El Departamento de Educación ha enviado una orden a las delegaciones territoriales de Álava, Guipúzcoa y Vizcaya para que recojan las negativas de alumnos a dar clase de Ciudadanía que se hayan registrado en este principio de curso. Los responsables de la consejería que dirige Tontxu Campos advierten de que los objetores de conciencia que no acudan a las sesiones de esta materia obligatoria la suspenderán. Cada comunidad, según el partido que la gobierna, ha adoptado una decisión diferente al respecto: Madrid (PP) tolera que el escolar no asista a esas clases, Valencia ha decidido impartir la asignatura en inglés y las regiones en manos del PSOE se han volcado con ella.
Algunos centros concertados religiosos ya se han enfrentado al rechazo de estudiantes a acudir a las clases de Ciudadanía, una materia que introdujo en el currículum la Ley Orgánica de Educación (LOE) elaborada por los socialistas. Las direcciones de estos colegios no tienen claro lo que deben hacer ante las negativas y esperan las decisiones que tome el departamento.
Los responsables de la plataforma vasca 'Educación y Libertad' han recibido la consulta de familias objetoras en estos últimos días. Los padres se quejaban de que no hay actividades alternativas a las que dedicar a los chavales 'insumisos', y que los profesores tratan de influir en ellos para que acepten ir a clase. La Confederación Española de Centros de Enseñanza denunciaba ayer mismo que las direcciones de los colegios «no saben» cómo atender a los objetores.
400 objeciones
El sistema educativo vasco imparte este curso la asignatura por primera vez. El Ministerio de Educación permitía que las comunidades decidieran si comenzaban con las clases el pasado año académico o éste. El Gobierno vasco, como el resto de las autonomías no controladas por el PSOE, aconsejó a los centros de enseñanza que introdujeran la materia en las aulas este curso y en segundo de Secundaria. Escuelas e institutos vascos siguieron la recomendación.
El departamento confía en que el conflicto sea menor en Euskadi que en otras comunidades. Cerca de 400 familias vascas presentaron escritos en los colegios en los que se declaran objetoras de conciencia. Pero no todos sus hijos están en edad de dar la materia -en segundo de Secundaria tienen 13 ó 14 años-. Además, las escuelas religiosas tratan de solucionar el conflicto de puertas adentro.
La ley del PSOE permite que la dirección elija al profesor. El docente es libre, a su vez, de seleccionar la parte del programa que se ajusta en mayor medida a los valores que transmite el colegio. En las conversaciones que mantuvo la consejería de Campos con la red concertada vasca quedó clara la flexibilidad de la que gozarán.

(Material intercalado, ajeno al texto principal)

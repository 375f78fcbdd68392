//! Attack Signature Catalog
//!
//! Static signature sets for the four attack shapes this crate recognizes:
//!
//! | Category | Examples |
//! |----------|----------|
//! | SQL injection | `DROP TABLE`, `UNION SELECT`, `'`, `--`, `/*` |
//! | Script (XSS) | `<script`, `javascript:`, `onerror=`, `<iframe` |
//! | Header injection | CR, LF, `BCC:`, `CC:`, `TO:`, `FROM:` |
//! | Path traversal | `../`, `..\`, `/etc/`, `\windows\` |
//!
//! All matching is ASCII case-insensitive against the raw input. The catalog
//! is plain data; nothing here mutates at runtime.
//!
//! # Usage
//!
//! ```
//! use portcullis::patterns::{matches, PatternCategory};
//!
//! assert!(matches(PatternCategory::SqlInjection, "1 union select password"));
//! assert!(!matches(PatternCategory::PathTraversal, "reports/2024.pdf"));
//! ```

use std::fmt;

use serde::Serialize;

// ============================================================================
// Signature Sets
// ============================================================================

/// SQL statement fragments, tautologies, and comment tokens.
pub const SQL_SIGNATURES: &[&str] = &[
    "drop table",
    "delete from",
    "insert into",
    "update set",
    "union select",
    "or '1'='1'",
    "'",
    "--",
    "/*",
    "*/",
];

/// Script and active-content markers.
pub const SCRIPT_SIGNATURES: &[&str] = &[
    "<script",
    "</script>",
    "javascript:",
    "vbscript:",
    "onload=",
    "onerror=",
    "onclick=",
    "onmouseover=",
    "<iframe",
    "<object",
    "<embed",
];

/// Mail header injection markers.
pub const HEADER_SIGNATURES: &[&str] = &["\r", "\n", "bcc:", "cc:", "to:", "from:"];

/// Directory traversal and sensitive system paths.
pub const PATH_TRAVERSAL_SIGNATURES: &[&str] = &["../", "..\\", "/etc/", "\\windows\\"];

/// SQL fragments removed by the SQL sanitizer.
///
/// Quote handling is separate (quotes are doubled, not removed), so the bare
/// `'` and the tautology are intentionally absent here.
pub const SQL_STRIP_SIGNATURES: &[&str] = &[
    "drop table",
    "delete from",
    "insert into",
    "update set",
    "union select",
    "--",
    "/*",
    "*/",
];

// ============================================================================
// Categories
// ============================================================================

/// Attack category a signature belongs to.
#[derive(Debug, Clone, Copy, PartialEq, Eq, Hash, Serialize)]
#[serde(rename_all = "snake_case")]
pub enum PatternCategory {
    /// SQL statements, tautologies, and comment sequences
    SqlInjection,
    /// Script tags, script URLs, and inline event handlers
    Script,
    /// CR/LF and mail header names
    HeaderInjection,
    /// Relative path escapes and system directories
    PathTraversal,
}

impl PatternCategory {
    /// All categories, in the precedence order field validators apply them.
    pub const ALL: [PatternCategory; 4] = [
        Self::SqlInjection,
        Self::Script,
        Self::HeaderInjection,
        Self::PathTraversal,
    ];

    /// Lowercase signatures for this category
    pub fn signatures(&self) -> &'static [&'static str] {
        match self {
            Self::SqlInjection => SQL_SIGNATURES,
            Self::Script => SCRIPT_SIGNATURES,
            Self::HeaderInjection => HEADER_SIGNATURES,
            Self::PathTraversal => PATH_TRAVERSAL_SIGNATURES,
        }
    }

    /// Category name for logging
    pub fn as_str(&self) -> &'static str {
        match self {
            Self::SqlInjection => "sql_injection",
            Self::Script => "script",
            Self::HeaderInjection => "header_injection",
            Self::PathTraversal => "path_traversal",
        }
    }
}

impl fmt::Display for PatternCategory {
    fn fmt(&self, f: &mut fmt::Formatter<'_>) -> fmt::Result {
        f.write_str(self.as_str())
    }
}

// ============================================================================
// Matching
// ============================================================================

/// Check whether `text` contains any signature of `category`.
pub fn matches(category: PatternCategory, text: &str) -> bool {
    first_match(category, text).is_some()
}

/// Return the first signature of `category` found in `text`, in catalog order.
pub fn first_match(category: PatternCategory, text: &str) -> Option<&'static str> {
    let lower = text.to_ascii_lowercase();
    category
        .signatures()
        .iter()
        .copied()
        .find(|signature| lower.contains(signature))
}

/// Remove every occurrence of `needles` from `text`, ignoring ASCII case.
///
/// Removal repeats until the text stops changing, so fragments split around
/// a signature (`<scr<script>ipt>`) cannot reassemble into it. Needles must
/// be lowercase ASCII; when several match at one position the first listed
/// wins.
pub fn strip_all(text: &str, needles: &[&str]) -> String {
    debug_assert!(needles
        .iter()
        .all(|n| !n.is_empty() && n.is_ascii() && n.to_ascii_lowercase() == *n));

    let mut current = text.to_string();
    loop {
        let next = strip_once(&current, needles);
        if next == current {
            return next;
        }
        current = next;
    }
}

fn strip_once(text: &str, needles: &[&str]) -> String {
    // ASCII lowercasing keeps byte offsets identical to `text`
    let lower = text.to_ascii_lowercase();
    let mut out = String::with_capacity(text.len());
    let mut skip_until = 0;

    for (i, c) in text.char_indices() {
        if i < skip_until {
            continue;
        }
        if let Some(needle) = needles.iter().find(|n| lower[i..].starts_with(**n)) {
            skip_until = i + needle.len();
            continue;
        }
        out.push(c);
    }

    out
}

Para la plataforma no es una solución. «El centro estaría incumpliendo la normativa legal si adapta las clases a su ideario, debe respetarse el derecho de los padres a objetar a esta materia», argumentan sus portavoces. El colectivo celebrará una reunión el jueves de la la próxima semana para explicar a las familias los pasos que deben dar si se registran situaciones de conflicto.